Per essere come gli altri

di Jenny Vestri Boncori
Per un bambino handicappato la vita è irta di ostacoli e difficoltà ma oggi, grazie al progresso scientifico e a nuovi metodi d'insegnamento, é possibile fare molto affinché anche lui conquisti una maggior indipendenza e abbia un' esistenza migliore

Fino a qualche decennio fa erano i medici e le assistenti sociali i primi a dire: "Signora, lo metta in un istituto e se lo dimentichi. Suo figlio non potrà mai avere una vita normale". Poi venivano i parenti e i conoscenti, una processione incessante di persone, consigli, tutti orientati per l'allontanamento dalla società di un individuo che non avrebbe mai avuto un'esistenza come i cosiddetti normali hanno. Le comuni possibilità, come quella di avere una famiglia propria, un lavoro, una rete di amicizie, di godere dell'amore e delle sofferenze che la vita dispensa, sembravano negate ad un handicappato. Si prevedeva un futuro di dipendenza completa, cioè vegetale. Meglio un istituto dove avrebbe potuto vivere accanto a persone come lui e dove non avrebbe sentito la sua "diversità".
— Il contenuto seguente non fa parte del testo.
/// Errors that can occur in the transport layer.
#[derive(Debug, thiserror::Error)]
pub enum TransportError {
    /// The peer went away or the connection was already closed.
    #[error("connection closed: {0}")]
    ConnectionClosed(String),

    /// Writing a frame failed.
    #[error("send failed: {0}")]
    SendFailed(#[source] std::io::Error),

    /// Reading a frame failed.
    #[error("receive failed: {0}")]
    ReceiveFailed(#[source] std::io::Error),

    /// Binding the listener or completing a handshake failed.
    #[error("accept failed: {0}")]
    AcceptFailed(#[source] std::io::Error),
}

impl TransportError {
    /// Whether the error means the peer is gone rather than something
    /// going wrong mid-stream.
    pub fn is_closed(&self) -> bool {
        matches!(self, Self::ConnectionClosed(_))
    }
}
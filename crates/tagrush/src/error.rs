//! Unified error type for the Tagrush server.

use tagrush_protocol::ProtocolError;
use tagrush_transport::TransportError;

use crate::config::ConfigError;

/// Top-level error that wraps every crate-specific error.
///
/// The `#[from]` attributes let `?` convert sub-crate errors directly.
#[derive(Debug, thiserror::Error)]
pub enum TagrushError {
    /// Connection, send, or receive failure.
    #[error(transparent)]
    Transport(#[from] TransportError),

    /// A frame could not be encoded.
    #[error(transparent)]
    Protocol(#[from] ProtocolError),

    /// The environment held an unusable setting.
    #[error(transparent)]
    Config(#[from] ConfigError),
}

#[cfg(test)]
mod tests {
    use super::*;

    #[test]
    fn test_from_transport_error() {
        let err: TagrushError = TransportError::ConnectionClosed("gone".into()).into();
        assert!(matches!(err, TagrushError::Transport(_)));
        assert!(err.to_string().contains("gone"));
    }

    #[test]
    fn test_from_protocol_error_keeps_message() {
        use tagrush_protocol::{ClientEnvelope, Codec, JsonCodec};

        let err: TagrushError = JsonCodec.decode::<ClientEnvelope>(b"{").unwrap_err().into();
        assert!(matches!(err, TagrushError::Protocol(ProtocolError::Decode(_))));
        assert!(err.to_string().starts_with("decode failed"));
    }

    #[test]
    fn test_from_config_error() {
        let err: TagrushError = ConfigError {
            key: "PORT",
            value: "x".into(),
        }
        .into();
        assert_eq!(err.to_string(), "invalid value for PORT: \"x\"");
    }
}
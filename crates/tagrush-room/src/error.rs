//! Error types for the room layer.

use tagrush_protocol::{PlayerId, RoomId};

/// Errors that can occur during room operations.
///
/// Races between clients (a stale collision report, a message for a room
/// that just emptied) are not errors; they are ignored inside the room
/// actor. These variants cover requests that fail outright.
#[derive(Debug, thiserror::Error)]
pub enum RoomError {
    /// The room does not exist.
    #[error("room {0} not found")]
    NotFound(RoomId),

    /// Every spawn corner is taken.
    #[error("room {0} is full")]
    RoomFull(RoomId),

    /// The player is already a member of a room (the one named here).
    #[error("player {0} already in room {1}")]
    AlreadyInRoom(PlayerId, RoomId),

    /// The player is not a member of this room.
    #[error("player {0} not in room {1}")]
    NotInRoom(PlayerId, RoomId),

    /// The room actor stopped or its command channel is closed.
    #[error("room {0} is unavailable")]
    Unavailable(RoomId),
}

impl RoomError {
    /// HTTP-style status code used when the error is reported to a client.
    pub fn status_code(&self) -> u16 {
        match self {
            Self::NotFound(_) => 404,
            Self::RoomFull(_) | Self::AlreadyInRoom(..) => 409,
            Self::NotInRoom(..) => 400,
            Self::Unavailable(_) => 503,
        }
    }
}
//! Codec trait and the JSON implementation.
//!
//! The server never touches `serde_json` directly; it holds something
//! that implements [`Codec`] and calls `encode`/`decode`. Swapping the
//! wire format means adding another implementation here.

use serde::{Serialize, de::DeserializeOwned};

use crate::ProtocolError;

/// Converts wire types to bytes and back.
///
/// `Send + Sync + 'static` because one codec instance is shared by every
/// connection task for the life of the server.
pub trait Codec: Send + Sync + 'static {
    /// Serializes a value into bytes.
    fn encode<T: Serialize>(&self, value: &T) -> Result<Vec<u8>, ProtocolError>;

    /// Deserializes bytes into a value.
    fn decode<T: DeserializeOwned>(&self, data: &[u8]) -> Result<T, ProtocolError>;
}

/// A [`Codec`] backed by `serde_json`.
///
/// JSON is what browser clients speak natively, and every frame it
/// produces is valid UTF-8, so the transport can send it as a text frame.
///
/// ```rust
/// use tagrush_protocol::{ClientEnvelope, ClientMessage, Codec, JsonCodec};
///
/// let codec = JsonCodec;
/// let bytes = codec
///     .encode(&ClientEnvelope::new(ClientMessage::Moved { x: 8.0, y: 8.0 }))
///     .unwrap();
/// let back: ClientEnvelope = codec.decode(&bytes).unwrap();
/// assert_eq!(back.message, ClientMessage::Moved { x: 8.0, y: 8.0 });
/// ```
#[cfg(feature = "json")]
#[derive(Debug, Clone, Copy, Default)]
pub struct JsonCodec;

#[cfg(feature = "json")]
impl Codec for JsonCodec {
    fn encode<T: Serialize>(&self, value: &T) -> Result<Vec<u8>, ProtocolError> {
        serde_json::to_vec(value).map_err(ProtocolError::Encode)
    }

    fn decode<T: DeserializeOwned>(&self, data: &[u8]) -> Result<T, ProtocolError> {
        serde_json::from_slice(data).map_err(ProtocolError::Decode)
    }
}
//! Room registry: creates, tracks, and routes players to rooms.

use std::collections::HashMap;
use std::sync::atomic::{AtomicU64, Ordering};

use tagrush_protocol::{PlayerId, RoomId, RoomListEntry};

use crate::room::spawn_room;
use crate::{PlayerSender, RoomConfig, RoomError, RoomHandle};

/// Counter for generating unique room IDs.
static NEXT_ROOM_ID: AtomicU64 = AtomicU64::new(1);

/// Default command channel size for room actors.
const DEFAULT_CHANNEL_SIZE: usize = 64;

struct RegisteredRoom {
    name: String,
    handle: RoomHandle,
}

/// Every live room, plus which room each player is in.
///
/// The registry holds no game state; that lives in each room's actor.
/// A room is removed the moment its last member leaves, so every room
/// listed here has at least one member except between `create_room` and
/// the first join.
pub struct RoomRegistry {
    rooms: HashMap<RoomId, RegisteredRoom>,

    /// A player is in at most one room at a time.
    player_rooms: HashMap<PlayerId, RoomId>,

    config: RoomConfig,
}

impl RoomRegistry {
    pub fn new(config: RoomConfig) -> Self {
        Self {
            rooms: HashMap::new(),
            player_rooms: HashMap::new(),
            config: config.validated(),
        }
    }

    /// Spawns an empty room and returns its ID.
    pub fn create_room(&mut self, name: impl Into<String>) -> RoomId {
        let room_id = RoomId(NEXT_ROOM_ID.fetch_add(1, Ordering::Relaxed));
        let name = name.into();
        let handle = spawn_room(
            room_id,
            name.clone(),
            self.config.clone(),
            DEFAULT_CHANNEL_SIZE,
        );
        tracing::info!(%room_id, %name, "room created");
        self.rooms.insert(room_id, RegisteredRoom { name, handle });
        room_id
    }

    /// `None` means the room no longer exists.
    pub fn lookup(&self, room_id: RoomId) -> Option<RoomHandle> {
        self.rooms.get(&room_id).map(|room| room.handle.clone())
    }

    /// Every room's id and name, in no particular order.
    pub fn list_rooms(&self) -> Vec<RoomListEntry> {
        self.rooms
            .iter()
            .map(|(id, room)| RoomListEntry {
                id: *id,
                name: room.name.clone(),
            })
            .collect()
    }

    /// Adds a player to a room and records the membership.
    pub async fn join_room(
        &mut self,
        player_id: PlayerId,
        room_id: RoomId,
        sender: PlayerSender,
    ) -> Result<(), RoomError> {
        if let Some(current) = self.player_rooms.get(&player_id) {
            return Err(RoomError::AlreadyInRoom(player_id, *current));
        }

        let handle = self
            .rooms
            .get(&room_id)
            .map(|room| room.handle.clone())
            .ok_or(RoomError::NotFound(room_id))?;

        handle.join(player_id, sender).await?;
        self.player_rooms.insert(player_id, room_id);
        Ok(())
    }

    /// Creates a room named `name` and joins the player to it.
    ///
    /// If the join fails the fresh room is torn down again, so a failed
    /// call leaves no empty room behind.
    pub async fn create_and_join(
        &mut self,
        player_id: PlayerId,
        name: impl Into<String>,
        sender: PlayerSender,
    ) -> Result<RoomId, RoomError> {
        if let Some(current) = self.player_rooms.get(&player_id) {
            return Err(RoomError::AlreadyInRoom(player_id, *current));
        }

        let room_id = self.create_room(name);
        if let Err(e) = self.join_room(player_id, room_id, sender).await {
            self.destroy_if_empty(room_id).await;
            return Err(e);
        }
        Ok(room_id)
    }

    /// Removes the player from whatever room it is in and destroys that
    /// room if it is now empty. Returns the room the player left.
    ///
    /// Safe to call for a player in no room.
    pub async fn leave_all(&mut self, player_id: PlayerId) -> Option<RoomId> {
        let room_id = self.player_rooms.remove(&player_id)?;

        if let Some(handle) = self.lookup(room_id) {
            match handle.leave(player_id).await {
                Ok(remaining) => {
                    tracing::debug!(%room_id, %player_id, remaining, "left room");
                }
                Err(e) => {
                    tracing::debug!(%room_id, %player_id, error = %e, "leave ignored");
                }
            }
        }

        self.destroy_if_empty(room_id).await;
        Some(room_id)
    }

    /// Removes and shuts down the room if it has no members.
    ///
    /// Idempotent: unknown rooms and occupied rooms are left alone.
    /// A room whose actor no longer answers is treated as empty.
    pub async fn destroy_if_empty(&mut self, room_id: RoomId) -> bool {
        let Some(handle) = self.lookup(room_id) else {
            return false;
        };

        let empty = match handle.get_info().await {
            Ok(info) => info.player_count == 0,
            Err(_) => true,
        };
        if !empty {
            return false;
        }

        self.rooms.remove(&room_id);
        self.player_rooms.retain(|_, rid| *rid != room_id);
        let _ = handle.shutdown().await;
        tracing::info!(%room_id, "room destroyed");
        true
    }

    /// Returns the room ID a player is currently in, if any.
    pub fn player_room(&self, player_id: PlayerId) -> Option<RoomId> {
        self.player_rooms.get(&player_id).copied()
    }

    /// Handle to the room a player is currently in.
    pub fn room_for(&self, player_id: PlayerId) -> Option<RoomHandle> {
        self.player_room(player_id)
            .and_then(|room_id| self.lookup(room_id))
    }

    pub fn room_count(&self) -> usize {
        self.rooms.len()
    }

    pub fn room_ids(&self) -> Vec<RoomId> {
        self.rooms.keys().copied().collect()
    }
}

impl Default for RoomRegistry {
    fn default() -> Self {
        Self::new(RoomConfig::default())
    }
}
Per la madre che ha appena messo al mondo un bambino handicappato il colpo è terribile. Qualunque sia l'handicap, l'idea che il bambino non sarà come tutti gli altri dà un immediato senso d'angoscia, dovuto al sentimento d'impotenza per un problema che appare enorme. La realtà è cambiata, il progresso scientifico è avanzato, le strutture di assistenza sono cresciute, la scuola ha cominciato già da tempo a parlare di inserimento dell'handicappato con il supporto delle maestre di sostegno e, pur non volendo illudere nessuno dicendo che un bambino svantaggiato potrà avere una vita come tutti gli altri (soprattutto perché molti pregiudizi tardano a morire), possiamo con tranquillità affermare che si può fare molto per rendere vivibile e accettabile l'esistenza di un bambino nato con un handicap.